→ **STUDY MATERIAL**
━━━━━━━━━━━━━━━━━━━━━━━━━━━━━━
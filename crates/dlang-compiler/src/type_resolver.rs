//! Signature and type-annotation resolution.
//!
//! The generator does not type-check. It asks a [`SignatureResolver`] what a
//! type annotation means and what a function's final type is. The default
//! [`NumericResolver`] knows a single numeric type, `i32`.

use dlang_ast::{FunctionType, Param, TypeRef};
use dlang_core::{CompilationError, ValType};

use crate::ir::FuncType;

type Result<T> = std::result::Result<T, CompilationError>;

/// Pluggable typing policy for the code generator.
///
/// Implementations must be `Send + Sync` so functions can be generated in
/// parallel.
pub trait SignatureResolver: Send + Sync {
    /// Resolve a type annotation to a value type.
    fn resolve_value_type(&self, ty: &TypeRef<'_>) -> Result<ValType>;

    /// Value type of a parameter.
    fn resolve_param(&self, param: &Param<'_>) -> Result<ValType> {
        match &param.ty {
            Some(ty) => self.resolve_value_type(ty),
            None => Ok(ValType::NUMERIC),
        }
    }

    /// Build the function type once the body has been lowered.
    ///
    /// Called exactly once per function. `body_result` is the type of the
    /// value the body leaves on the stack, if any.
    fn resolve_signature(
        &self,
        signature: &FunctionType<'_>,
        body_result: Option<ValType>,
    ) -> Result<FuncType>;
}

/// Default resolver: every value is `i32`.
///
/// - Parameters are `i32`; an annotation must name `i32`.
/// - The result is `[i32]` when the body yields a value and `[]` otherwise.
/// - An explicit result annotation must name `i32` and the body must yield.
#[derive(Debug, Clone, Copy, Default)]
pub struct NumericResolver;

impl SignatureResolver for NumericResolver {
    fn resolve_value_type(&self, ty: &TypeRef<'_>) -> Result<ValType> {
        match ValType::from_name(ty.name.name) {
            Some(ValType::I32) => Ok(ValType::I32),
            _ => Err(CompilationError::TypeMismatch {
                message: format!("unknown type '{}', only i32 is supported", ty.name.name),
                span: ty.span,
            }),
        }
    }

    fn resolve_signature(
        &self,
        signature: &FunctionType<'_>,
        body_result: Option<ValType>,
    ) -> Result<FuncType> {
        let params = signature
            .params
            .iter()
            .map(|p| self.resolve_param(p))
            .collect::<Result<Vec<_>>>()?;

        let results = match &signature.result {
            None => body_result.into_iter().collect(),
            Some(annotation) => {
                let declared = self.resolve_value_type(annotation)?;
                match body_result {
                    Some(found) if found == declared => vec![declared],
                    Some(found) => {
                        return Err(CompilationError::TypeMismatch {
                            message: format!(
                                "function declares result {declared} but its body yields {found}"
                            ),
                            span: annotation.span,
                        });
                    }
                    None => {
                        return Err(CompilationError::TypeMismatch {
                            message: format!(
                                "function declares result {declared} but its body yields no value"
                            ),
                            span: annotation.span,
                        });
                    }
                }
            }
        };

        Ok(FuncType::new(params, results))
    }
}

#[cfg(test)]
mod tests {
    use super::*;
    use dlang_ast::{Ident, Span};

    fn type_ref(name: &str) -> TypeRef<'_> {
        TypeRef::named(Ident::new(name, Span::new(1, 1, name.len() as u32)))
    }

    fn signature<'a>(params: &'a [Param<'a>], result: Option<TypeRef<'a>>) -> FunctionType<'a> {
        FunctionType {
            params,
            result,
            span: Span::default(),
        }
    }

    #[test]
    fn value_type_accepts_only_i32() {
        let resolver = NumericResolver;
        assert_eq!(resolver.resolve_value_type(&type_ref("i32")), Ok(ValType::I32));
        assert!(matches!(
            resolver.resolve_value_type(&type_ref("f64")),
            Err(CompilationError::TypeMismatch { .. })
        ));
        assert!(resolver.resolve_value_type(&type_ref("string")).is_err());
    }

    #[test]
    fn result_follows_body() {
        let resolver = NumericResolver;
        let sig = signature(&[], None);
        assert_eq!(
            resolver.resolve_signature(&sig, Some(ValType::I32)).unwrap(),
            FuncType::new(vec![], vec![ValType::I32])
        );
        assert_eq!(
            resolver.resolve_signature(&sig, None).unwrap(),
            FuncType::default()
        );
    }

    #[test]
    fn params_are_i32() {
        let resolver = NumericResolver;
        let params = [
            Param {
                name: Ident::new("a", Span::default()),
                ty: None,
                span: Span::default(),
            },
            Param {
                name: Ident::new("b", Span::default()),
                ty: Some(type_ref("i32")),
                span: Span::default(),
            },
        ];
        let sig = signature(&params, None);
        let ty = resolver.resolve_signature(&sig, None).unwrap();
        assert_eq!(ty.params, vec![ValType::I32, ValType::I32]);
    }

    #[test]
    fn declared_result_requires_body_value() {
        let resolver = NumericResolver;
        let sig = signature(&[], Some(type_ref("i32")));
        assert!(resolver.resolve_signature(&sig, Some(ValType::I32)).is_ok());
        let err = resolver.resolve_signature(&sig, None).unwrap_err();
        assert!(err.to_string().contains("yields no value"));
    }
}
━━━━━━━━━━━━━━━━━━━━━━━━━━━━━━
→ **THE PROBLEM**
Each line in the records that carries "Send" must be copied out.

→ **PROBLEM SOLUTION**
/// Implementations must be `Send + Sync` so functions can be generated in
pub trait SignatureResolver: Send + Sync {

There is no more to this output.